Members of Congress Demand Bill to Stop Obama’s Mandate

National   |   Steven Ertelt   |   Feb 15, 2012   |   5:22PM   |   Washington, DC

More than 50 members of Congress banded together at a press conference today to demand legislation to stop the new mandate pro-abortion President Barack Obama put in place forcing religious employers to pay for insurance coverage including birth control and abortion-inducing drugs.

Congressman Jeff Fortenberry held a press conference today with supporters of the bipartisan, bicameral Respect for Rights of Conscience Act. His legislation would protect the religious liberty and conscience rights of every American who objects to being forced by the strong-arm of government to pay for drugs and procedures recently mandated by the Department of Health and Human Services (HHS).

Rep. Chris Smith, the head of the Congressional Pro-Life Caucus said Obama’s slick public relations offensive on Friday contained neither an “accommodation” nor a compromise nor a change in his coercion rule.

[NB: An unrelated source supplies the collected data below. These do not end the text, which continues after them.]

#[cfg(not(target_env = "msvc"))]
#[cfg(feature = "jemalloc")]
use tikv_jemallocator::Jemalloc;

#[cfg(not(target_env = "msvc"))]
#[cfg(feature = "jemalloc")]
#[global_allocator]
static GLOBAL: tikv_jemallocator::Jemalloc = Jemalloc;

use std::io::{BufRead, BufReader};

use clap::Parser;
use otter_mcsat::{
    context::Context,
    dispatch::library::report::Report,
    structures::value::Value,
};

mod args;

use args::Args;

fn main() {
    let args = Args::parse();

    #[cfg(feature = "logging")]
    env_logger::Builder::new()
        .filter_level(args.level_filter())
        .parse_default_env()
        .init();

    let mut the_context = Context::from_config(args.config(), None);

    let parse_time = std::time::Instant::now();
    let reader: Box<dyn BufRead> = match &args.formula_file {
        Some(path) => match std::fs::File::open(path) {
            Ok(file) => Box::new(BufReader::new(file)),
            Err(e) => {
                println!("c Error opening {}: {e}", path.display());
                std::process::exit(1);
            }
        },
        None => Box::new(BufReader::new(std::io::stdin())),
    };

    if let Err(e) = the_context.read_dimacs(reader) {
        println!("c Error loading DIMACS: {e:?}");
        std::process::exit(1);
    }
    eprintln!("c Parsed in {:.3}s", parse_time.elapsed().as_secs_f64());

    let solve_time = std::time::Instant::now();
    let report = match the_context.solve() {
        Ok(report) => report,
        Err(e) => {
            println!("c Context error: {e:?}");
            std::process::exit(1);
        }
    };
    eprintln!("c Solved in {:.3}s", solve_time.elapsed().as_secs_f64());

    println!("s {report}");

    if args.model && report == Report::Satisfiable {
        print_model(&the_context);
    }

    if args.stats {
        print_stats(&the_context);
    }

    match report {
        Report::Satisfiable => std::process::exit(10),
        Report::Unsatisfiable => std::process::exit(20),
        Report::TimeUp | Report::Unknown => std::process::exit(0),
    }
}

/// Prints the valuation, with variables named as in a DIMACS file as DIMACS literals.
fn print_model(context: &Context) {
    let mut literals = Vec::default();
    for (name, value) in context.valuation() {
        let dimacs_index = name
            .strip_prefix("var")
            .and_then(|index| index.parse::<isize>().ok());

        match (dimacs_index, value) {
            (Some(index), Some(Value::Bool(true))) => literals.push(index.to_string()),
            (Some(index), Some(Value::Bool(false))) => literals.push((-index).to_string()),
            (_, Some(value)) => println!("v {name}={value}"),
            (_, None) => println!("v {name}=?"),
        }
    }
    if !literals.is_empty() {
        println!("v {} 0", literals.join(" "));
    }
}

fn print_stats(context: &Context) {
    let counters = &context.counters;
    println!("c Variables: {}", counters.variables);
    println!("c Clauses: {}", counters.original_clauses);
    println!("c Learned clauses: {}", counters.learned_clauses);
    println!("c Decisions: {}", counters.decisions);
    println!("c Conflicts: {}", counters.conflicts);
    println!("c Clausal propagations: {}", counters.clausal_propagations);
    println!("c Semantic propagations: {}", counters.semantic_propagations);
    println!("c Semantic evaluations: {}", counters.semantic_evaluations);
    println!("c Iterations: {}", counters.iterations);
    println!("c Time: {:.3}s", counters.time.as_secs_f64());
}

“The final rule promulgated Friday remains a direct, obnoxious, unprecedented government attack on the conscience rights of religious entities and anyone else who for moral reasons cannot and will not pay for abortion inducing drugs—such as ella—or contraception and sterilization procedures in their private insurance plans,” Smith said. “Obama is arrogantly using the coercive power of the state to force faith-based charities, hospitals, and schools to conform to his will at the expense of conscience.”

“Obama’s means of coercing compliance—ruinous fines of over $2,000 per employee when faith-based organizations refuse to comply—will impose incalculable harm on millions of children—educated in faith-based schools—and the poor, sick, disabled and frail elderly who are served with such compassion and dignity by faith-based entities,” Smith added. “The Respect for Rights of Conscience Act introduced by Mr. Fortenberry reasserts and restores conscience rights by making absolutely clear that no one can be compelled to subsidize certain so called services in private insurance plans contrary to their religious beliefs or moral convictions.”

Sen. David Vitter, a pro-life Republican from Louisiana, joined the event today as well and said he supports the bipartisan and bicameral measure that would roll back the Obama administration’s requirement that religious organizations provide insurance covering contraceptives and abortion-inducing drugs.

“This so-called ‘accommodation’ the president announced last week is nothing more than a word game. It hasn’t changed anything because it still requires employers to offer insurance with these controversial services – even self-insured organizations like many religious hospitals and universities. It may be good enough for President Obama’s conscience, but not for the millions of Americans who cherish their religious liberty,” said Vitter.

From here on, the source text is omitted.